Ophthalmologists at Aravind Eye Hospital, Puducherry, decided to study if music provided relief from anxiety during the 10-12-minute procedure. “Cataract is a simple surgery but a lot of them become anxious and become uncooperative. They have a visual experience as the surgery progresses. As a result some of them experience increased heart beat and some people also have cardiac symptoms. For such people anti-sedatives are given. Some are even administered intravenous drugs,” said R. Venkatesh, one of the authors of the study.

Though music has been used as therapy, this time the doctors decided to look at the results both objectively and subjectively. The patients were provided with a music player and headphones and asked to listen to music of their choice prior to, during and post-surgery. During the procedure their blood pressure, pulse rate and respiratory rate were measured every few minutes. Similarly, measurements were taken before and post-surgery.

“We found that there was a significant difference between the control group and therapy group post-operatively. The latter seemed more calm and had a better experience during the surgery,” Dr. Venkatesh said.

The patients were asked to rate their anxiety on the Likert anxiety scale. Based on the readings and from the patients’ response to the anxiety rating questionnaire, the investigators concluded that listening to music tended to help relax patients during the procedure and made them less anxious post-surgery compared to the control group.
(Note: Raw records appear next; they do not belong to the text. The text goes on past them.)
use thiserror::Error;

/// Errors produced by the aggregate engine and the domain layer riding on it.
///
/// `AggregateNotFound` is a control-flow signal: command handlers treat it as
/// "safe to create" when probing a stream before a creation command. The
/// `InvalidAggregate*` and `InvalidEventType` variants indicate data
/// integrity or schema problems and are never retried.
#[derive(Error, Debug)]
pub enum EsError {
    #[error("invalid aggregate")]
    InvalidAggregate,

    #[error("invalid aggregate id")]
    InvalidAggregateId,

    #[error("invalid event version")]
    InvalidEventVersion,

    #[error("invalid event type: {0}")]
    InvalidEventType(String),

    #[error("already exists")]
    AlreadyExists,

    #[error("aggregate not found")]
    AggregateNotFound,

    #[error(
        "concurrency conflict for aggregate {aggregate_id}: expected version {expected}, found {actual}"
    )]
    Concurrency {
        aggregate_id: String,
        expected: i64,
        actual: i64,
    },

    #[error("command validation failed for aggregate {aggregate_id}: {reason}")]
    CommandValidation {
        aggregate_id: String,
        reason: String,
    },

    #[error("unable to fit device: form factor {form_factor}{}", display_elevation(.elevation))]
    UnableToFitDevice {
        form_factor: usize,
        elevation: Option<usize>,
    },

    #[error("failed to deserialize event payload: {0}")]
    Payload(#[from] serde_json::Error),

    #[error("event store operation failed: {0}")]
    Store(#[from] anyhow::Error),
}

fn display_elevation(elevation: &Option<usize>) -> String {
    match elevation {
        Some(el) => format!(", elevation {el}"),
        None => String::new(),
    }
}

/// Result alias within the library.
pub type Result<T, E = EsError> = std::result::Result<T, E>;
//! Build script for ecs-deploy
//! Captures build-time metadata for version info

use chrono::Utc;
use std::process::Command;

fn main() {
    let git_hash = Command::new("git")
        .args(["rev-parse", "--short", "HEAD"])
        .output()
        .ok()
        .filter(|output| output.status.success())
        .and_then(|output| String::from_utf8(output.stdout).ok())
        .map(|s| s.trim().to_string())
        .unwrap_or_else(|| "unknown".to_string());

    let build_time = Utc::now().format("%Y-%m-%d %H:%M:%S UTC").to_string();

    println!("cargo:rustc-env=GIT_HASH={}", git_hash);
    println!("cargo:rustc-env=BUILD_TIME={}", build_time);

    println!("cargo:rerun-if-changed=.git/HEAD");
}
//! Client configuration

use secrecy::SecretString;

/// How to reach and authenticate against the ECS control plane.
///
/// Handed once to [`crate::ecs::aws::AwsEcsClient`]; the deployment core
/// never sees credentials. Unset fields fall back to the default AWS
/// provider chain (environment, shared profile, instance role).
#[derive(Debug, Default)]
pub struct ClientConfig {
    /// AWS region, e.g. `us-east-1`
    pub region: Option<String>,

    /// Named profile from the shared config files
    pub profile: Option<String>,

    /// Static credentials; used only when both halves are present
    pub access_key_id: Option<String>,
    pub secret_access_key: Option<SecretString>,

    /// Custom endpoint, e.g. a local ECS emulator
    pub endpoint_url: Option<String>,
}

impl ClientConfig {
    /// Whether a complete static key pair was supplied
    pub fn has_static_credentials(&self) -> bool {
        self.access_key_id.is_some() && self.secret_access_key.is_some()
    }
}
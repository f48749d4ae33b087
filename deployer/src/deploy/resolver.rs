//! Service / task definition name resolution

use tracing::{debug, info, warn};

use crate::ecs::client::EcsClientExt;
use crate::errors::DeployError;
use crate::models::deployment::DeploymentRequest;
use crate::models::service::service_name_from_arn;
use crate::models::task_definition::family_from_arn;

/// Names the rest of the run operates on
#[derive(Debug, Clone, PartialEq, Eq)]
pub struct ResolvedTarget {
    /// Name passed to DescribeTaskDefinition
    pub task_definition: String,

    /// Service to update
    pub service_name: String,
}

/// Fill in whichever of service name / task definition the request lacks.
///
/// Names given in the request are used verbatim without any remote call.
pub async fn resolve(
    client: &dyn EcsClientExt,
    request: &DeploymentRequest,
) -> Result<ResolvedTarget, DeployError> {
    let cluster = request.cluster();

    let task_definition = match request.task_definition() {
        Some(name) => name.to_string(),
        None => {
            let service_name = request.service_name().ok_or_else(|| {
                DeployError::ConfigError(
                    "Either task-definition or service-name must be provided".to_string(),
                )
            })?;
            task_definition_for_service(client, cluster, service_name).await?
        }
    };

    let service_name = match request.service_name() {
        Some(name) => name.to_string(),
        None => service_for_family(client, cluster, family_from_arn(&task_definition)).await?,
    };

    Ok(ResolvedTarget {
        task_definition,
        service_name,
    })
}

async fn task_definition_for_service(
    client: &dyn EcsClientExt,
    cluster: &str,
    service_name: &str,
) -> Result<String, DeployError> {
    let service = client
        .describe_service(cluster, service_name)
        .await
        .map_err(|e| DeployError::ResolutionError(e.to_string()))?
        .ok_or_else(|| {
            DeployError::ResolutionError(format!(
                "Service '{}' not found in cluster '{}'",
                service_name, cluster
            ))
        })?;

    let arn = service.task_definition_arn.ok_or_else(|| {
        DeployError::ResolutionError(format!(
            "Service '{}' is not bound to a task definition",
            service_name
        ))
    })?;

    let family = family_from_arn(&arn).to_string();
    debug!("Service {} runs {} (family {})", service_name, arn, family);
    Ok(family)
}

/// Pick the service that runs `family`.
///
/// A service whose name equals the family wins. Failing that, the first
/// service whose name contains the family, and as a last resort the first
/// service whose ARN contains it. The substring steps are heuristics and are
/// ambiguous when family names overlap ("app" vs "app-staging").
async fn service_for_family(
    client: &dyn EcsClientExt,
    cluster: &str,
    family: &str,
) -> Result<String, DeployError> {
    let service_arns = client
        .list_services(cluster)
        .await
        .map_err(|e| DeployError::ResolutionError(e.to_string()))?;

    select_service(&service_arns, family).ok_or_else(|| {
        DeployError::ResolutionError(format!(
            "No service in cluster '{}' matches task definition family '{}'",
            cluster, family
        ))
    })
}

/// Exact name match first, then name substring, then ARN substring
pub fn select_service(service_arns: &[String], family: &str) -> Option<String> {
    if let Some(arn) = service_arns
        .iter()
        .find(|arn| service_name_from_arn(arn) == family)
    {
        info!("Resolved service {} for family {}", service_name_from_arn(arn), family);
        return Some(service_name_from_arn(arn).to_string());
    }

    let by_name: Vec<&String> = service_arns
        .iter()
        .filter(|arn| service_name_from_arn(arn).contains(family))
        .collect();
    let (candidates, scope) = if by_name.is_empty() {
        let by_arn: Vec<&String> = service_arns
            .iter()
            .filter(|arn| arn.contains(family))
            .collect();
        (by_arn, "ARN")
    } else {
        (by_name, "name")
    };

    let arn = candidates.first()?;
    let service_name = service_name_from_arn(arn);

    if candidates.len() > 1 {
        warn!(
            "Family '{}' matches {} services by {} substring, using '{}'",
            family,
            candidates.len(),
            scope,
            service_name
        );
    } else {
        warn!(
            "No service named '{}', using {} substring match '{}'",
            family, scope, service_name
        );
    }
    Some(service_name.to_string())
}
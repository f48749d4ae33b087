//! Deployment module

pub mod fsm;
pub mod mutator;
pub mod orchestrator;
pub mod poller;
pub mod report;
pub mod resolver;
pub mod retention;
//! Finite State Machine for a deployment run

use serde::{Deserialize, Serialize};

/// Deployment state
#[derive(Debug, Clone, Copy, PartialEq, Eq, Serialize, Deserialize)]
#[serde(rename_all = "snake_case")]
pub enum DeploymentState {
    /// Not started
    Pending,

    /// Resolving the missing service or task definition name
    Resolving,

    /// Fetching the current task definition
    Fetching,

    /// Applying image overrides
    Mutating,

    /// Registering the new revision
    Registering,

    /// Pointing the service at the new revision
    UpdatingService,

    /// Waiting for a task of the new revision
    Polling,

    /// New revision observed running
    Succeeded,

    /// Rollout not observed before the deadline
    TimedOut,

    /// A stage failed
    Failed,
}

impl DeploymentState {
    /// Whether the run has finished
    pub fn is_terminal(&self) -> bool {
        matches!(
            self,
            DeploymentState::Succeeded | DeploymentState::TimedOut | DeploymentState::Failed
        )
    }
}

/// Deployment event
#[derive(Debug, Clone)]
pub enum DeploymentEvent {
    /// Start the run
    Start,

    /// Service and task definition names known
    Resolved,

    /// Current task definition fetched
    Fetched,

    /// Container definitions rewritten
    Mutated,

    /// New revision registered
    Registered,

    /// Service update accepted
    ServiceUpdated,

    /// New revision observed running
    Converged,

    /// Polling deadline passed
    PollTimedOut,

    /// Current stage failed
    Failed(String),
}

/// Deployment FSM
#[derive(Debug, Clone)]
pub struct DeploymentFsm {
    state: DeploymentState,
    failed_stage: Option<DeploymentState>,
    error: Option<String>,
}

impl DeploymentFsm {
    /// Create a new FSM in pending state
    pub fn new() -> Self {
        Self {
            state: DeploymentState::Pending,
            failed_stage: None,
            error: None,
        }
    }

    /// Get current state
    pub fn state(&self) -> DeploymentState {
        self.state
    }

    /// Stage that was active when the run failed
    pub fn failed_stage(&self) -> Option<DeploymentState> {
        self.failed_stage
    }

    /// Get error message if any
    pub fn error(&self) -> Option<&str> {
        self.error.as_deref()
    }

    /// Process an event and transition state
    pub fn process(&mut self, event: DeploymentEvent) -> Result<DeploymentState, String> {
        let new_state = match (self.state, &event) {
            (DeploymentState::Pending, DeploymentEvent::Start) => DeploymentState::Resolving,
            (DeploymentState::Resolving, DeploymentEvent::Resolved) => DeploymentState::Fetching,
            (DeploymentState::Fetching, DeploymentEvent::Fetched) => DeploymentState::Mutating,
            (DeploymentState::Mutating, DeploymentEvent::Mutated) => DeploymentState::Registering,
            (DeploymentState::Registering, DeploymentEvent::Registered) => {
                DeploymentState::UpdatingService
            }
            (DeploymentState::UpdatingService, DeploymentEvent::ServiceUpdated) => {
                DeploymentState::Polling
            }
            (DeploymentState::Polling, DeploymentEvent::Converged) => DeploymentState::Succeeded,
            (DeploymentState::Polling, DeploymentEvent::PollTimedOut) => DeploymentState::TimedOut,

            // Any in-flight stage may fail
            (state, DeploymentEvent::Failed(err))
                if state != DeploymentState::Pending && !state.is_terminal() =>
            {
                self.failed_stage = Some(state);
                self.error = Some(err.clone());
                DeploymentState::Failed
            }

            // Invalid transitions
            (state, event) => {
                return Err(format!("Invalid transition: {:?} -> {:?}", state, event));
            }
        };

        self.state = new_state;
        Ok(new_state)
    }
}

impl Default for DeploymentFsm {
    fn default() -> Self {
        Self::new()
    }
}
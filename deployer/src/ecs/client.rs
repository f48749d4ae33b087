//! Control plane capability used by the deployment core

use async_trait::async_trait;

use crate::errors::ClientError;
use crate::models::service::{RunningTaskSnapshot, ServiceDescriptor, ServiceUpdate};
use crate::models::task_definition::{TaskDefinition, TaskDefinitionRegistration};

/// ECS operations the deployer depends on.
///
/// Every call is a single round trip with no retries; implementations map
/// transport and authorization failures to [`ClientError`].
#[async_trait]
pub trait EcsClientExt: Send + Sync {
    /// Describe one service. `Ok(None)` when the cluster has no such service.
    async fn describe_service(
        &self,
        cluster: &str,
        service_name: &str,
    ) -> Result<Option<ServiceDescriptor>, ClientError>;

    /// List every service ARN in the cluster
    async fn list_services(&self, cluster: &str) -> Result<Vec<String>, ClientError>;

    /// Describe a task definition by family, `family:revision` or ARN
    async fn describe_task_definition(&self, name: &str) -> Result<TaskDefinition, ClientError>;

    /// Register a new revision; the control plane assigns revision and ARN
    async fn register_task_definition(
        &self,
        registration: TaskDefinitionRegistration,
    ) -> Result<TaskDefinition, ClientError>;

    /// Mark a revision inactive
    async fn deregister_task_definition(
        &self,
        family: &str,
        revision: i32,
    ) -> Result<(), ClientError>;

    /// List ACTIVE revision ARNs of a family, oldest first
    async fn list_task_definitions(&self, family: &str) -> Result<Vec<String>, ClientError>;

    /// Point a service at a task definition
    async fn update_service(&self, update: ServiceUpdate) -> Result<ServiceDescriptor, ClientError>;

    /// List the ARNs of RUNNING tasks that belong to a service
    async fn list_running_tasks(
        &self,
        cluster: &str,
        service_name: &str,
    ) -> Result<Vec<String>, ClientError>;

    /// Describe tasks to learn which task definition each one runs
    async fn describe_tasks(
        &self,
        cluster: &str,
        task_arns: &[String],
    ) -> Result<Vec<RunningTaskSnapshot>, ClientError>;
}
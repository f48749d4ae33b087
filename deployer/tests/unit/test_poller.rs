//! Convergence poller tests

use std::time::Duration;

use ecs_deploy::deploy::poller::{poll, Options, PollOutcome, PollTarget};
use ecs_deploy::errors::DeployError;

use crate::mock_ecs::{task_definition_arn, FakeClock, MockEcs};

fn target(arn: &str) -> PollTarget<'_> {
    PollTarget {
        cluster: "c1",
        service_name: "svc",
        task_definition_arn: arn,
    }
}

fn options(timeout_secs: u64) -> Options {
    Options {
        timeout: Duration::from_secs(timeout_secs),
        interval: Duration::from_secs(10),
    }
}

#[tokio::test]
async fn test_converges_on_third_observation() {
    let old = task_definition_arn("app", 3);
    let new = task_definition_arn("app", 4);
    let client = MockEcs::new()
        .with_service("c1", "svc", &new)
        .with_poll_frames(vec![
            vec![old.clone()],
            vec![old.clone()],
            vec![old.clone(), new.clone()],
        ]);
    let clock = FakeClock::new();

    let outcome = poll(
        &client,
        target(&new),
        &options(90),
        clock.now_fn(),
        clock.sleep_fn(),
    )
    .await
    .unwrap();

    match outcome {
        PollOutcome::Converged {
            iterations,
            task_arn,
        } => {
            assert_eq!(iterations, 3);
            assert!(task_arn.ends_with("task/c1/task-4"));
        }
        other => panic!("expected convergence, got {:?}", other),
    }
    assert_eq!(clock.sleeps(), vec![Duration::from_secs(10); 2]);
}

#[tokio::test]
async fn test_zero_timeout_observes_once() {
    let old = task_definition_arn("app", 3);
    let new = task_definition_arn("app", 4);
    let client = MockEcs::new()
        .with_service("c1", "svc", &old)
        .with_poll_frames(vec![vec![old.clone()]]);
    let clock = FakeClock::new();

    let outcome = poll(
        &client,
        target(&new),
        &options(0),
        clock.now_fn(),
        clock.sleep_fn(),
    )
    .await
    .unwrap();

    assert_eq!(
        outcome,
        PollOutcome::TimedOut {
            iterations: 1,
            elapsed: Duration::ZERO
        }
    );
    assert!(clock.sleeps().is_empty());
    assert_eq!(client.call_count("ListTasks"), 1);
}

#[tokio::test]
async fn test_times_out_after_deadline() {
    let old = task_definition_arn("app", 3);
    let new = task_definition_arn("app", 4);
    let client = MockEcs::new().with_service("c1", "svc", &old);
    let clock = FakeClock::new();

    let outcome = poll(
        &client,
        target(&new),
        &options(25),
        clock.now_fn(),
        clock.sleep_fn(),
    )
    .await
    .unwrap();

    // Observations at 0s, 10s, 20s and 30s; the last one is past the deadline
    assert_eq!(
        outcome,
        PollOutcome::TimedOut {
            iterations: 4,
            elapsed: Duration::from_secs(30)
        }
    );
    assert_eq!(clock.sleeps().len(), 3);
}

#[tokio::test]
async fn test_empty_task_list_is_not_converged() {
    let new = task_definition_arn("app", 4);
    let client = MockEcs::new()
        .with_service("c1", "svc", &new)
        .with_poll_frames(vec![vec![], vec![new.clone()]]);
    let clock = FakeClock::new();

    let outcome = poll(
        &client,
        target(&new),
        &options(90),
        clock.now_fn(),
        clock.sleep_fn(),
    )
    .await
    .unwrap();

    assert_eq!(outcome.iterations(), 2);
    assert_eq!(client.call_count("ListTasks"), 2);
    assert_eq!(client.call_count("DescribeTasks"), 1);
}

#[tokio::test]
async fn test_client_failure_is_polling_error() {
    let new = task_definition_arn("app", 4);
    let client = MockEcs::new()
        .with_service("c1", "svc", &new)
        .failing("DescribeTasks");
    let clock = FakeClock::new();

    let err = poll(
        &client,
        target(&new),
        &options(90),
        clock.now_fn(),
        clock.sleep_fn(),
    )
    .await
    .unwrap_err();

    assert!(matches!(err, DeployError::PollingError(_)));
    assert!(clock.sleeps().is_empty());
}

#[test]
fn test_default_options() {
    let options = Options::default();
    assert_eq!(options.timeout, Duration::from_secs(90));
    assert_eq!(options.interval, Duration::from_secs(10));
}

#[tokio::test]
async fn test_unrepresentable_timeout_is_rejected() {
    let new = task_definition_arn("app", 4);
    let client = MockEcs::new().with_service("c1", "svc", &new);
    let clock = FakeClock::new();
    let options = Options {
        timeout: Duration::from_secs(u64::MAX),
        interval: Duration::from_secs(1),
    };

    let err = poll(
        &client,
        target(&new),
        &options,
        clock.now_fn(),
        clock.sleep_fn(),
    )
    .await
    .unwrap_err();

    assert_eq!(err.reason(), "configuration_error");
    assert!(client.calls().is_empty());
}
For the study, the hospital collaborated with music therapist Sumathy Sundar, attached to the Mahatma Gandhi Medical College. “This is a unique study. So far, nobody has looked at the issue both objectively and subjectively. It is the biggest randomised study for therapy,” Dr. Venkatesh said.

The study also evaluated the surgeons’ perspective on whether the patients complied with his commands during the procedure. There was no difference between the two groups, the surgeons noted. This reinforced the feasibility of providing music to patients in the operation theatre, the study concluded.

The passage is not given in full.